Начинающий поэт Александр Кушнер преподносит ей свою первую книгу с надписью «Моему любимому поэту Анне Ахматовой. А. Кушнер». Надпись оценена. Ахматова раскрыла книжку, прочла надпись, сказала: «Вы хорошо написали». Какой молодому поэту извлекать урок? На всякий случай он великие слова записывает. Она продолжает учить: Но мне было сделано замечание: «Вы хорошо написали, но почему наискосок? Так только тенора пишут». (А. С. Кушнер. У Ахматовой. Ахматовские чтения. Вып. 3. Стр. 136.) Тенора — это очень, очень плохо, это поклонницы, контрамарки, корзины цветов — Александр Блок, одним словом. Тенора, впрочем, бывали разными. Галина Вишневская, например, драматическим сопрано, стояла на одной сцене с тенорами в те времена, когда успех значил вовсе не овации курсисток и подписки от нижегородских купцов: успешным давали ордена, Государственные премии и назначали народными депутатами. Анна Андреевна была само внимание. К тому же Вишневская была и женщиной несуетливого королевского формата — и Ахматова, услышав ее пение единожды в жизни, по радио, воспользовалась предлогом и написала трескучее банальное стихотворение.

Ташкентские встречи с музыкантами (среди них необходимо назвать и игравшую для Ахматовой ленинградскую пианистку ИД. Ханцин, отметившую, что Ахматова «музыку понимала по-своему»), видимо, существенно активизировали интерес поэта к музыке.

Б. Кац, Р. Тименчик. Ахматова и музыка

Была знакома с Г. Г. Нейгаузом, который произвел на нее большое впечатление своей игрой и рассказал ей «все об этой сонате». (В. Виленкин. В сто первом зеркале. Стр. 73.) С которой она написала стихи (сама придумать впечатление о музыке не в состоянии). Такие мужья доставались «Зине».

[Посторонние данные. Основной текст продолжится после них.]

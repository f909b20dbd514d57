//! Id-addressed, structure-preserving operations on a forest of tasks.
//!
//! Every operation here is pure: it takes the current forest by reference and
//! returns a new one. Only the nodes on the path from a root to the target are
//! rebuilt; every other subtree is the same `Arc` as before, so callers can
//! cheaply tell unaffected branches apart with `Arc::ptr_eq`.
//!
//! Lookups are pre-order. When ids are (incorrectly) duplicated, the first
//! match wins and exactly one node is touched.
//!
//! Lookups walk with an explicit stack and handle any depth. Replacement and
//! removal recurse once per level on the path to the target, as does dropping
//! a tree, so chains tens of thousands of levels deep need more than the
//! default 2 MiB thread stack.

use std::sync::Arc;

use crate::task::Task;
use crate::view;

/// The ordered sequence of top-level task trees.
pub type Forest = Vec<Arc<Task>>;

/// Replace the first node with id `id` by `update(node)`.
///
/// Returns `None` when no node has that id.
pub fn try_replace<F>(forest: &[Arc<Task>], id: u64, update: F) -> Option<Forest>
where
    F: FnOnce(&Task) -> Task,
{
    let mut update = Some(update);
    replace_in(forest, id, &mut update)
}

/// Replace the first node with id `id` by `update(node)`.
///
/// An unknown id yields a forest made of the original `Arc`s.
pub fn find_and_replace<F>(forest: &[Arc<Task>], id: u64, update: F) -> Forest
where
    F: FnOnce(&Task) -> Task,
{
    try_replace(forest, id, update).unwrap_or_else(|| forest.to_vec())
}

fn replace_in<F>(nodes: &[Arc<Task>], id: u64, update: &mut Option<F>) -> Option<Forest>
where
    F: FnOnce(&Task) -> Task,
{
    for (idx, node) in nodes.iter().enumerate() {
        let replacement = if node.id == id {
            let f = update.take()?;
            Arc::new(f(node))
        } else if let Some(children) = replace_in(&node.subtasks, id, update) {
            let mut rebuilt = (**node).clone();
            rebuilt.subtasks = children;
            Arc::new(rebuilt)
        } else {
            continue;
        };

        let mut out = nodes.to_vec();
        out[idx] = replacement;
        return Some(out);
    }
    None
}

/// Append `child` as the last subtask of the task with id `parent_id`.
///
/// Returns `None` when the parent is not in the forest.
pub fn add_child(forest: &[Arc<Task>], parent_id: u64, child: Task) -> Option<Forest> {
    try_replace(forest, parent_id, move |parent| {
        let mut parent = parent.clone();
        parent.subtasks.push(Arc::new(child));
        parent
    })
}

/// Remove the task with id `id` together with its whole subtree.
///
/// Each level is searched before descending into it. Returns `None` when the
/// id is not in the forest.
pub fn remove(forest: &[Arc<Task>], id: u64) -> Option<Forest> {
    if let Some(idx) = forest.iter().position(|t| t.id == id) {
        let mut out = forest.to_vec();
        out.remove(idx);
        return Some(out);
    }

    for (idx, node) in forest.iter().enumerate() {
        if let Some(children) = remove(&node.subtasks, id) {
            let mut rebuilt = (**node).clone();
            rebuilt.subtasks = children;
            let mut out = forest.to_vec();
            out[idx] = Arc::new(rebuilt);
            return Some(out);
        }
    }
    None
}

/// Find the first task with id `id` in pre-order.
pub fn find(forest: &[Arc<Task>], id: u64) -> Option<&Task> {
    view::walk(forest).map(|row| row.task).find(|task| task.id == id)
}

/// True when some task in the forest has id `id`.
pub fn contains(forest: &[Arc<Task>], id: u64) -> bool {
    find(forest, id).is_some()
}

/// The largest id anywhere in the forest.
pub fn max_id(forest: &[Arc<Task>]) -> Option<u64> {
    view::walk(forest).map(|row| row.task.id).max()
}

/// Collect the id of `task` and of every descendant.
pub fn subtree_ids(task: &Task, out: &mut Vec<u64>) {
    out.push(task.id);
    out.extend(view::walk(&task.subtasks).map(|row| row.task.id));
}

И ведь откуда-то взялись злые языки, утверждавшие, что говорила она о музыке только с чужих слов.

Некоторое время она говорила о музыке, о величии и красоте трех последних фортепианных сонат Бетховена. Пастернак считал, что они выше, чем его посмертные квартеты, и она была с ним согласна. Все ее существо отзывалось на эту музыку с ее внезапной сменой лирического чувства внутри частей. Параллели, которые Пастернак проводил между Бахом и Шопеном, казались ей странными и удивительными. Вообще, ей было легче говорить с ним о музыке, чем о поэзии». (Б. Кац, Р. Тименчик. Ахматова и музыка.) Что она может сказать о сонатах ему, Пастернаку, который прожил, всю жизнь слушая музыку, выросши при матери-музыкантше, собираясь стать композитором, учась у Скрябина, женившись на пианистке, продружив всю жизнь с Генрихом Нейгаузом, имея пасынком Стасика Нейгауза, лежав в гробу под игру Юдиной и Рихтера? Это — его консерватории. Ее — репертуар Бродячей собаки, наставник — недоучившийся студент Петербургской консерватории Артур Лурье, слушание Седьмой симфонии Шостаковича в первом ряду рядом с Алексеем Толстым и Тимошей Пешковой. ГОВОРИЛА о музыке, как научил ее Гумилев и послушав, что скажут другие. Что она говорила Пастернаку о Бетховене? Бетховен — это страшно. Это — сон во сне. Он гонится за тобой. При первых звуках — заплакала.

* * *

И наконец, как известно, на склоне лет Ахматова стала писать балетное либретто по поэме. По-видимому, первая фиксация этого замысла обнаруживается в прозаическом наброске «Вместо предисловия (к балету «Триптих»)», снабженном эпиграфом из Апокалипсиса: «Ангел поклялся живущим, что времени больше не будет». (Б. Кац, Р. Тименчик. Ахматова и музыка.) Чем бы еще украсить балетное либретто? Его первую фиксацию? Что ж тогда останется для второй?